**REQUIRED ACTION**
Once the line containing "(self-loops count once)." has been printed, stop; print every line before it exactly, starting at the top of the material below.

+++ DATA FOR PROCESSING

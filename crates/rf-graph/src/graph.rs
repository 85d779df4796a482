//! Core graph data structures.

use rf_core::{Cost, NodeId};

use crate::error::GraphResult;
use crate::indexing::NameIndex;

/// The graph: an immutable, symmetric adjacency structure over named nodes.
///
/// The graph stores:
/// - The name index (name <-> contiguous `NodeId`).
/// - Compact adjacency: for each node, its `(neighbor, cost)` pairs.
///
/// Every stored `u -> v` has a matching `v -> u` with the same cost.
/// Neighbor lists are sorted by id, which makes `cost` a binary search
/// and iteration order deterministic.
#[derive(Debug, Clone)]
pub struct Graph {
    pub(crate) index: NameIndex,

    /// Node i's neighbors are in neighbors[offsets[i]..offsets[i+1]].
    pub(crate) offsets: Vec<usize>,

    /// Flat `(neighbor, cost)` list, grouped by node then sorted by neighbor.
    pub(crate) neighbors: Vec<(NodeId, Cost)>,

    /// Distinct unordered pairs (self-loops count once).
    pub(crate) edge_count: usize,
}

impl Graph {
    /// An empty graph (no nodes, no edges).
    pub fn empty() -> Self {
        Self {
            index: NameIndex::new(),
            offsets: vec![0],
            neighbors: Vec::new(),
            edge_count: 0,
        }
    }

    pub fn node_count(&self) -> usize {
        self.index.len()
    }

    pub fn edge_count(&self) -> usize {
        self.edge_count
    }

    pub fn is_empty(&self) -> bool {
        self.index.is_empty()
    }

    /// The name index backing this graph.
    pub fn index(&self) -> &NameIndex {
        &self.index
    }

    /// Id of a node by name.
    pub fn node_id(&self, name: &str) -> Option<NodeId> {
        self.index.get(name)
    }

    /// Id of a node by name, failing with `UnknownNode`.
    pub fn require(&self, name: &str) -> GraphResult<NodeId> {
        self.index.require(name)
    }

    /// Name of a node (None if ID out of bounds).
    pub fn node_name(&self, id: NodeId) -> Option<&str> {
        self.index.name(id)
    }

    pub fn contains(&self, name: &str) -> bool {
        self.index.get(name).is_some()
    }

    /// All node names in id order.
    pub fn node_names(&self) -> impl Iterator<Item = &str> {
        self.index.names().iter().map(String::as_str)
    }

    /// `(neighbor, cost)` pairs of a node; empty for unknown ids.
    pub fn neighbors(&self, id: NodeId) -> &[(NodeId, Cost)] {
        let idx = id.slot();
        if idx >= self.node_count() {
            return &[];
        }
        let start = self.offsets[idx];
        let end = self.offsets[idx + 1];
        &self.neighbors[start..end]
    }

    pub fn degree(&self, id: NodeId) -> usize {
        self.neighbors(id).len()
    }

    /// Cost of the edge between `a` and `b`, if they are adjacent.
    pub fn cost(&self, a: NodeId, b: NodeId) -> Option<Cost> {
        let adj = self.neighbors(a);
        adj.binary_search_by_key(&b, |&(n, _)| n)
            .ok()
            .map(|pos| adj[pos].1)
    }

    /// Cost of the edge between two named nodes, if both exist and are adjacent.
    pub fn cost_between(&self, a: &str, b: &str) -> Option<Cost> {
        self.cost(self.node_id(a)?, self.node_id(b)?)
    }

    /// Each unordered pair once, as `(low_id, high_id, cost)`.
    pub fn edges(&self) -> impl Iterator<Item = (NodeId, NodeId, Cost)> + '_ {
        (0..self.node_count()).flat_map(move |i| {
            let start = self.offsets[i];
            let end = self.offsets[i + 1];
            self.neighbors[start..end]
                .iter()
                .filter(move |(v, _)| v.slot() >= i)
                .map(move |&(v, c)| (NodeId::from_index(i as u32), v, c))
        })
    }
}

impl Default for Graph {
    fn default() -> Self {
        Self::empty()
    }
}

++++++

**WRITTEN SOLUTION**
filename crates/rf-graph/src/graph.rs
repository 85d779df4796a482
//! Core graph data structures.

use rf_core::{Cost, NodeId};

use crate::error::GraphResult;
use crate::indexing::NameIndex;

/// The graph: an immutable, symmetric adjacency structure over named nodes.
///
/// The graph stores:
/// - The name index (name <-> contiguous `NodeId`).
/// - Compact adjacency: for each node, its `(neighbor, cost)` pairs.
///
/// Every stored `u -> v` has a matching `v -> u` with the same cost.
/// Neighbor lists are sorted by id, which makes `cost` a binary search
/// and iteration order deterministic.
#[derive(Debug, Clone)]
pub struct Graph {
    pub(crate) index: NameIndex,

    /// Node i's neighbors are in neighbors[offsets[i]..offsets[i+1]].
    pub(crate) offsets: Vec<usize>,

    /// Flat `(neighbor, cost)` list, grouped by node then sorted by neighbor.
    pub(crate) neighbors: Vec<(NodeId, Cost)>,

    /// Distinct unordered pairs (self-loops count once).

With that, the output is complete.